Plutôt que de sortir jouer dehors, Adelrune montait l’escalier, en apparence à destination de sa chambre au quatrième étage. Mais au lieu de la porte de sa chambre, c’était celle qui donnait sur l’escalier du grenier qu’il ouvrait. Il montait prestement les marches, enjambant la deuxième et la neuvième, qui grinçaient. Une fois au grenier, il se glissait jusqu’à l’extrémité, ouvrait le vieux rideau qui masquait un œil-de-bœuf. Dans les derniers rayons du soleil couchant, il lisait une page du Livre des Chevaliers.
De cette façon, à petites doses, il avait parcouru le Livre des Chevaliers tout entier et s’était imprégné de ses histoires. Il avait appris à nommer tous les chevaliers représentés sur les images ; avait appris également les histoires derrière ces images, et les raisons de leur caractère propre.

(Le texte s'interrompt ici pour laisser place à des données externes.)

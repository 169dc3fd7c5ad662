//! Weighted operator pool and deterministic group selection.
//!
//! Operators join with a weight derived from their authorized stake. They
//! are never removed: a weight of zero is a soft eviction, and the operator
//! keeps its ID if it comes back.
//!
//! Group selection is weighted sampling without replacement. Cumulative
//! weights live in a Fenwick tree; each pick draws a uniform value below the
//! remaining weight from an HMAC-SHA256 stream keyed by the seed, finds the
//! operator owning that value and zeroes its weight for the rest of the
//! selection. Rejection sampling keeps the draw free of modulo bias and all
//! arithmetic is integer-only, so every node derives the same group.

use {
    crate::{
        error::{BeaconError, Result},
        rewards::Rewards,
        types::OperatorId,
    },
    hmac::{Hmac, Mac},
    log::*,
    sha2::Sha256,
    solana_hash::Hash,
    solana_pubkey::Pubkey,
    std::collections::HashMap,
};

type HmacSha256 = Hmac<Sha256>;

const SELECTION_DOMAIN: &[u8] = b"trv1-beacon:sortition";

/// Sortition weight of `authorized_stake`.
pub fn weight_for(authorized_stake: u128, pool_weight_divisor: u128) -> u64 {
    let weight = authorized_stake.checked_div(pool_weight_divisor).unwrap_or(0);
    u64::try_from(weight).unwrap_or(u64::MAX)
}

/// An operator known to the pool.
#[derive(Debug, Clone, PartialEq, Eq)]
pub struct PoolOperator {
    pub operator: Pubkey,
    pub id: OperatorId,
    pub authorized_stake: u128,
    pub weight: u64,
}

impl PoolOperator {
    pub fn is_in_pool(&self) -> bool {
        self.weight > 0
    }
}

// ---------------------------------------------------------------------------
// Fenwick tree
// ---------------------------------------------------------------------------

/// Fenwick tree of leaf weights, addressed by 0-based leaf index.
#[derive(Debug, Clone)]
struct WeightTree {
    /// 1-based partial sums; `nodes[0]` is unused.
    nodes: Vec<u128>,
    leaves: Vec<u64>,
}

impl Default for WeightTree {
    fn default() -> Self {
        Self {
            nodes: vec![0],
            leaves: Vec::new(),
        }
    }
}

fn lowest_bit(i: usize) -> usize {
    i & i.wrapping_neg()
}

impl WeightTree {
    fn len(&self) -> usize {
        self.leaves.len()
    }

    /// Sum of the first `count` leaves.
    fn prefix(&self, count: usize) -> u128 {
        let mut sum = 0u128;
        let mut i = count;
        while i > 0 {
            sum = sum.saturating_add(self.nodes[i]);
            i = i.saturating_sub(lowest_bit(i));
        }
        sum
    }

    fn total(&self) -> u128 {
        self.prefix(self.len())
    }

    fn push(&mut self, weight: u64) {
        let i = self.len().saturating_add(1);
        let covered = self
            .prefix(i.saturating_sub(1))
            .saturating_sub(self.prefix(i.saturating_sub(lowest_bit(i))));
        self.nodes.push(covered.saturating_add(u128::from(weight)));
        self.leaves.push(weight);
    }

    fn set(&mut self, index: usize, weight: u64) {
        let old = self.leaves[index];
        self.leaves[index] = weight;
        let mut i = index.saturating_add(1);
        while i <= self.len() {
            self.nodes[i] = if weight >= old {
                self.nodes[i].saturating_add(u128::from(weight.saturating_sub(old)))
            } else {
                self.nodes[i].saturating_sub(u128::from(old.saturating_sub(weight)))
            };
            i = i.saturating_add(lowest_bit(i));
        }
    }

    /// Index of the leaf whose cumulative range contains `value`.
    /// Requires `value < total()`.
    fn find(&self, value: u128) -> usize {
        let mut position = 0usize;
        let mut remaining = value;
        let mut step = self.len().checked_next_power_of_two().unwrap_or(0);
        while step > 0 {
            let next = position.saturating_add(step);
            if next <= self.len() && self.nodes[next] <= remaining {
                position = next;
                remaining = remaining.saturating_sub(self.nodes[next]);
            }
            step >>= 1;
        }
        position
    }
}

// ---------------------------------------------------------------------------
// Seeded draws
// ---------------------------------------------------------------------------

/// Deterministic stream of uniform integers derived from a selection seed.
struct SeedStream {
    mac: HmacSha256,
}

impl SeedStream {
    fn new(seed: &Hash) -> Self {
        let mac = HmacSha256::new_from_slice(seed.as_ref()).expect("HMAC accepts any key length");
        Self { mac }
    }

    fn draw(&self, pick: u32, attempt: u32) -> u128 {
        let mut mac = self.mac.clone();
        mac.update(SELECTION_DOMAIN);
        mac.update(&pick.to_be_bytes());
        mac.update(&attempt.to_be_bytes());
        let digest = mac.finalize().into_bytes();
        let mut bytes = [0u8; 16];
        bytes.copy_from_slice(&digest[..16]);
        u128::from_be_bytes(bytes)
    }

    /// Uniform value in `[0, bound)`. Requires `bound > 0`.
    fn uniform_below(&self, pick: u32, bound: u128) -> u128 {
        // Values below `threshold` would bias the modulo and are redrawn.
        let threshold = bound.wrapping_neg() % bound;
        let mut attempt = 0u32;
        loop {
            let value = self.draw(pick, attempt);
            if value >= threshold {
                return value % bound;
            }
            attempt = attempt.wrapping_add(1);
        }
    }
}

// ---------------------------------------------------------------------------
// Pool
// ---------------------------------------------------------------------------

/// The sortition pool. Operator IDs are leaf indices plus one.
#[derive(Debug, Clone, Default)]
pub struct SortitionPool {
    operators: Vec<PoolOperator>,
    ids: HashMap<Pubkey, OperatorId>,
    tree: WeightTree,
    locked: bool,
    rewards: Rewards,
}

impl SortitionPool {
    pub fn new() -> Self {
        Self::default()
    }

    /// Add `operator` with the weight of `authorized_stake`. An operator that
    /// was soft-evicted earlier rejoins under its original ID.
    pub fn insert_operator(
        &mut self,
        operator: Pubkey,
        authorized_stake: u128,
        pool_weight_divisor: u128,
    ) -> Result<OperatorId> {
        if self.locked {
            return Err(BeaconError::PoolLocked);
        }
        if self.is_operator_in_pool(&operator) {
            return Err(BeaconError::AlreadyRegistered(operator));
        }
        let weight = weight_for(authorized_stake, pool_weight_divisor);
        if weight == 0 {
            return Err(BeaconError::InsufficientStake {
                stake: authorized_stake,
            });
        }

        let id = match self.ids.get(&operator) {
            Some(&id) => id,
            None => {
                let id = OperatorId::try_from(self.operators.len().saturating_add(1))
                    .map_err(|_| BeaconError::InsufficientStake {
                        stake: authorized_stake,
                    })?;
                self.operators.push(PoolOperator {
                    operator,
                    id,
                    authorized_stake: 0,
                    weight: 0,
                });
                self.tree.push(0);
                self.ids.insert(operator, id);
                self.rewards.register(id);
                id
            }
        };
        self.set_weight(id, authorized_stake, weight);
        info!("operator {operator:?} joined the sortition pool as {id} with weight {weight}");
        Ok(id)
    }

    /// Recompute the weight of `operator` from `authorized_stake`. Returns
    /// the new weight; zero soft-evicts the operator.
    pub fn update_operator_status(
        &mut self,
        operator: &Pubkey,
        authorized_stake: u128,
        pool_weight_divisor: u128,
    ) -> Result<u64> {
        if self.locked {
            return Err(BeaconError::PoolLocked);
        }
        let id = self
            .operator_id(operator)
            .ok_or(BeaconError::UnknownOperator(*operator))?;
        let weight = weight_for(authorized_stake, pool_weight_divisor);
        self.set_weight(id, authorized_stake, weight);
        debug!("operator {id} weight updated to {weight}");
        Ok(weight)
    }

    fn set_weight(&mut self, id: OperatorId, authorized_stake: u128, weight: u64) {
        let index = Self::index_of(id);
        let Some(entry) = self.operators.get_mut(index) else {
            return;
        };
        self.rewards.settle(id, entry.weight);
        entry.authorized_stake = authorized_stake;
        entry.weight = weight;
        self.tree.set(index, weight);
    }

    fn index_of(id: OperatorId) -> usize {
        usize::try_from(id).unwrap_or(usize::MAX).saturating_sub(1)
    }

    /// Select `group_size` distinct operators for `seed`, in pick order.
    pub fn select_group(&self, group_size: u16, seed: &Hash) -> Result<Vec<OperatorId>> {
        if group_size == 0 {
            return Err(BeaconError::InvalidGroupSize);
        }
        let available = self.eligible_count();
        if available < usize::from(group_size) {
            return Err(BeaconError::PoolEmpty {
                requested: group_size,
                available,
            });
        }

        let stream = SeedStream::new(seed);
        let mut tree = self.tree.clone();
        let mut selected = Vec::with_capacity(usize::from(group_size));
        for pick in 0..u32::from(group_size) {
            let value = stream.uniform_below(pick, tree.total());
            let index = tree.find(value);
            tree.set(index, 0);
            selected.push(self.operators[index].id);
        }
        debug!("selected group {selected:?} for seed {seed:?}");
        Ok(selected)
    }

    // -- locking -------------------------------------------------------------

    /// Freeze weights while a DKG is in progress.
    pub fn lock(&mut self) {
        self.locked = true;
    }

    pub fn unlock(&mut self) {
        self.locked = false;
    }

    pub fn is_locked(&self) -> bool {
        self.locked
    }

    // -- lookups -------------------------------------------------------------

    pub fn operator_id(&self, operator: &Pubkey) -> Option<OperatorId> {
        self.ids.get(operator).copied()
    }

    pub fn operator(&self, id: OperatorId) -> Option<&PoolOperator> {
        self.operators.get(Self::index_of(id))
    }

    /// Operator addresses for `ids`, or `None` if any ID is unknown.
    pub fn operator_addresses(&self, ids: &[OperatorId]) -> Option<Vec<Pubkey>> {
        ids.iter()
            .map(|&id| self.operator(id).map(|entry| entry.operator))
            .collect()
    }

    pub fn weight_of(&self, operator: &Pubkey) -> u64 {
        self.operator_id(operator)
            .and_then(|id| self.operator(id))
            .map_or(0, |entry| entry.weight)
    }

    pub fn is_operator_in_pool(&self, operator: &Pubkey) -> bool {
        self.weight_of(operator) > 0
    }

    /// Returns true if the pool weight of `operator` reflects
    /// `eligible_stake`. Operators outside the pool are up to date when they
    /// would have no weight anyway.
    pub fn is_operator_up_to_date(
        &self,
        operator: &Pubkey,
        eligible_stake: u128,
        pool_weight_divisor: u128,
    ) -> bool {
        self.weight_of(operator) == weight_for(eligible_stake, pool_weight_divisor)
    }

    /// Number of operators with non-zero weight.
    pub fn eligible_count(&self) -> usize {
        self.operators.iter().filter(|entry| entry.is_in_pool()).count()
    }

    /// Number of operators ever inserted.
    pub fn len(&self) -> usize {
        self.operators.len()
    }

    pub fn is_empty(&self) -> bool {
        self.operators.is_empty()
    }

    pub fn total_weight(&self) -> u128 {
        self.tree.total()
    }

    // -- rewards -------------------------------------------------------------

    /// Spread `amount` over the current pool weight.
    pub fn add_rewards(&mut self, amount: u128) {
        let total_weight = self.total_weight();
        self.rewards.add_rewards(amount, total_weight);
    }

    /// Ban `ids` from rewards until block `until`. Selection is unaffected.
    pub fn set_reward_ineligibility(&mut self, ids: &[OperatorId], until: u64) {
        for &id in ids {
            let weight = self.operator(id).map_or(0, |entry| entry.weight);
            self.rewards.set_ineligible(id, weight, until);
        }
        if !ids.is_empty() {
            info!("operators {ids:?} ineligible for rewards until block {until}");
        }
    }

    pub fn is_eligible_for_rewards(&self, id: OperatorId) -> bool {
        self.rewards.is_eligible(id)
    }

    pub fn reward_ineligible_until(&self, id: OperatorId) -> u64 {
        self.rewards.ineligible_until(id)
    }

    pub fn can_restore_reward_eligibility(&self, id: OperatorId, now: u64) -> bool {
        self.rewards.can_restore(id, now)
    }

    pub fn restore_reward_eligibility(&mut self, operator: &Pubkey, now: u64) -> Result<()> {
        let id = self
            .operator_id(operator)
            .ok_or(BeaconError::UnknownOperator(*operator))?;
        if !self.rewards.can_restore(id, now) {
            return Err(BeaconError::CannotRestoreRewardEligibility(*operator));
        }
        self.rewards.restore(id, self.weight_of(operator));
        Ok(())
    }

    pub fn available_rewards(&self, operator: &Pubkey) -> u128 {
        self.operator_id(operator)
            .map_or(0, |id| self.rewards.available(id, self.weight_of(operator)))
    }

    pub fn withdraw_rewards(&mut self, operator: &Pubkey) -> Result<u128> {
        let id = self
            .operator_id(operator)
            .ok_or(BeaconError::UnknownOperator(*operator))?;
        let weight = self.weight_of(operator);
        Ok(self.rewards.withdraw(id, weight))
    }

    pub fn withdraw_ineligible_rewards(&mut self) -> u128 {
        self.rewards.withdraw_ineligible()
    }

    pub fn ineligible_rewards(&self) -> u128 {
        self.rewards.ineligible_earned()
    }
}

Il avait craint qu’une fois qu’il aurait appris les histoires, l’impact de leurs images s’affaiblirait. Adelrune comprenait déjà que l’imagination pouvait emplir le monde de chimères bien plus belles et terribles que la réalité. Mais en fait, quand sa lecture lui expliquait les images, leur histoire s’avérait encore plus étrange que ce qu’il s’était imaginé. L’homme à demi nu entouré de monstres à têtes d’oiseaux se nommait Sire Tachaloch, et il ne s’était pas fait voler ses vêtements : il s’en était débarrassé lui-même, afin de s’oindre la peau de graisse et de se glisser ainsi à travers une fissure d’un mille de profondeur qui fendait une montagne de verre noir, donnant accès à une grotte où une enchanteresse dormait d’un sommeil magique depuis des siècles, gardée par des démons appelés par le Roi des Aigles…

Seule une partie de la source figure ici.